Task: Check every line of the entries for "with", and copy the lines that hold it.

Stored data
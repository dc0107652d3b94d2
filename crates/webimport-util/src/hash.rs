use sha2::{Digest, Sha256};

/// Compute the SHA-256 hash of a byte slice, returning the hex-encoded digest.
#[must_use]
pub fn sha256_hex(data: &[u8]) -> String {
    let digest = Sha256::digest(data);
    digest.iter().map(|byte| format!("{byte:02x}")).collect()
}

/// Compute the SHA-256 hash of a string, returning the hex-encoded digest.
#[must_use]
pub fn sha256_hex_str(data: &str) -> String {
    sha256_hex(data.as_bytes())
}

#[cfg(test)]
mod tests {
    use super::*;

    #[test]
    fn test_sha256_hex() {
        // Known SHA-256 hash of "hello world"
        assert_eq!(
            sha256_hex(b"hello world"),
            "b94d27b9934d3e08a52e52d7da7dabfac484efe37a5380ee9088f7ace2efcde9"
        );
    }

    #[test]
    fn test_sha256_hex_empty() {
        // Known SHA-256 hash of the empty input
        assert_eq!(
            sha256_hex(b""),
            "e3b0c44298fc1c149afbf4c8996fb92427ae41e4649b934ca495991b7852b855"
        );
    }

    #[test]
    fn test_sha256_hex_str_matches_bytes() {
        assert_eq!(sha256_hex_str("hello world"), sha256_hex(b"hello world"));
    }
}
//! Import-map configuration.
//!
//! Wraps the `import_map` crate's compliant resolution algorithm
//! (longest-prefix match, trailing-slash expansion, scope override) behind
//! a small loading and querying surface. The algorithm itself is consumed,
//! not reimplemented.

use crate::error::Error;
use import_map::ImportMap;
use serde_json::Value;
use std::path::Path;
use url::Url;

/// A parsed import map together with the raw JSON it came from.
///
/// The raw value is kept so the top-level alias keys can be listed when the
/// resolution rule is built; the parsed map drives actual resolution.
/// Immutable once constructed.
pub struct ImportMapConfig {
    raw: Value,
    inner: ImportMap,
}

impl ImportMapConfig {
    /// Build from an already-parsed JSON value.
    ///
    /// Relative target URLs in the map are resolved against `base_url`.
    /// A structurally invalid map is a construction-time error.
    pub fn from_value(base_url: &Url, value: Value) -> Result<Self, Error> {
        let parsed = import_map::parse_from_value(base_url.clone(), value.clone())
            .map_err(|source| Error::ImportMapInvalid { source })?;
        Ok(Self {
            raw: value,
            inner: parsed.import_map,
        })
    }

    /// Build from JSON text.
    pub fn from_json(base_url: &Url, json: &str) -> Result<Self, Error> {
        let value: Value =
            serde_json::from_str(json).map_err(|source| Error::ImportMapParse { source })?;
        Self::from_value(base_url, value)
    }

    /// Build from a JSON file on disk.
    pub fn from_file(base_url: &Url, path: &Path) -> Result<Self, Error> {
        let json = std::fs::read_to_string(path).map_err(|source| Error::ImportMapRead {
            path: path.to_path_buf(),
            source,
        })?;
        Self::from_json(base_url, &json)
    }

    /// Top-level `imports` alias keys.
    ///
    /// Key order is irrelevant to matching: the keys only gate which
    /// specifiers enter resolution at all, and precedence among overlapping
    /// aliases belongs to the resolution algorithm. Scoped keys do not
    /// participate; the scope override is applied by the algorithm itself.
    #[must_use]
    pub fn alias_keys(&self) -> Vec<String> {
        self.raw
            .get("imports")
            .and_then(Value::as_object)
            .map(|imports| imports.keys().cloned().collect())
            .unwrap_or_default()
    }

    /// Resolve a specifier against the import map.
    ///
    /// An absolute URL with no matching alias resolves to itself. A bare
    /// specifier with no matching alias is an error: the caller performs no
    /// fallback, so an unresolved specifier is fatal for that module.
    pub fn resolve(&self, specifier: &str, referrer: &Url) -> Result<Url, Error> {
        self.inner
            .resolve(specifier, referrer)
            .map_err(|source| Error::UnresolvableSpecifier {
                specifier: specifier.to_string(),
                source,
            })
    }
}

impl std::fmt::Debug for ImportMapConfig {
    fn fmt(&self, f: &mut std::fmt::Formatter<'_>) -> std::fmt::Result {
        f.debug_struct("ImportMapConfig")
            .field("aliases", &self.alias_keys())
            .finish_non_exhaustive()
    }
}
#![deny(clippy::all)]
#![warn(clippy::pedantic)]
#![allow(clippy::module_name_repetitions)]
#![allow(clippy::missing_errors_doc)]

//! Import-map aware module resolution and cache mapping for bundler plugins.
//!
//! This library resolves module specifiers through web-style import maps
//! (bare aliases and absolute URLs) and maps each resolved URL to a
//! deterministic local cache location, so a host bundler can load remote or
//! aliased modules that an external fetch/compile step has materialized on
//! disk.
//!
//! ## Pipeline
//!
//! 1. A specifier matching the resolution rule (an import-map alias or an
//!    `http(s)://` URL) is rewritten through the import-map algorithm and
//!    claimed into the plugin's private namespace.
//! 2. Relative imports discovered inside a claimed module resolve against
//!    the importing module's URL, bypassing the import map.
//! 3. Loading a claimed module reads the file at
//!    `<cache root>/<scheme>/<host>/<sha256(path + query)>` and infers the
//!    loader kind from the URL's extension.
//!
//! Fetching, compiling, and bundling are collaborator concerns: the
//! [`Materializer`] trait is the boundary to the fetch/compile step, and
//! [`BuildHooks`] is the seam to the host bundler's resolve/load protocol.
//!
//! ## Example
//!
//! ```ignore
//! use webimport_core::{ImportMapConfig, PluginOptions, WebImportPlugin, BuildHooks};
//!
//! let base_url = url::Url::parse("https://example.com/app/main.ts")?;
//! let import_map = ImportMapConfig::from_json(&base_url, r#"{
//!     "imports": { "i18n/": "https://example.com/i18n@1.1.0/" }
//! }"#)?;
//!
//! let plugin = std::sync::Arc::new(WebImportPlugin::new(PluginOptions {
//!     name: "webimport".to_string(),
//!     cache_root: webimport_core::default_cache_root(),
//!     base_url,
//!     import_map,
//! })?);
//!
//! let mut hooks = BuildHooks::new();
//! plugin.register(&mut hooks);
//! ```

pub mod cache;
pub mod config;
pub mod error;
pub mod loader;
pub mod plugin;
pub mod resolver;

pub use cache::{cache_path, default_cache_root, url_digest};
pub use config::ImportMapConfig;
pub use error::Error;
pub use loader::{Materializer, ModuleLoader, NoopMaterializer};
pub use plugin::{
    BuildHooks, LoadArgs, LoaderKind, MatchRule, ModuleSource, Resolution, ResolveArgs,
};
pub use resolver::{PluginOptions, WebImportPlugin};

Your solution:
/// A parsed import map together with the raw JSON it came from.
    /// An absolute URL with no matching alias resolves to itself. A bare
    /// specifier with no matching alias is an error: the caller performs no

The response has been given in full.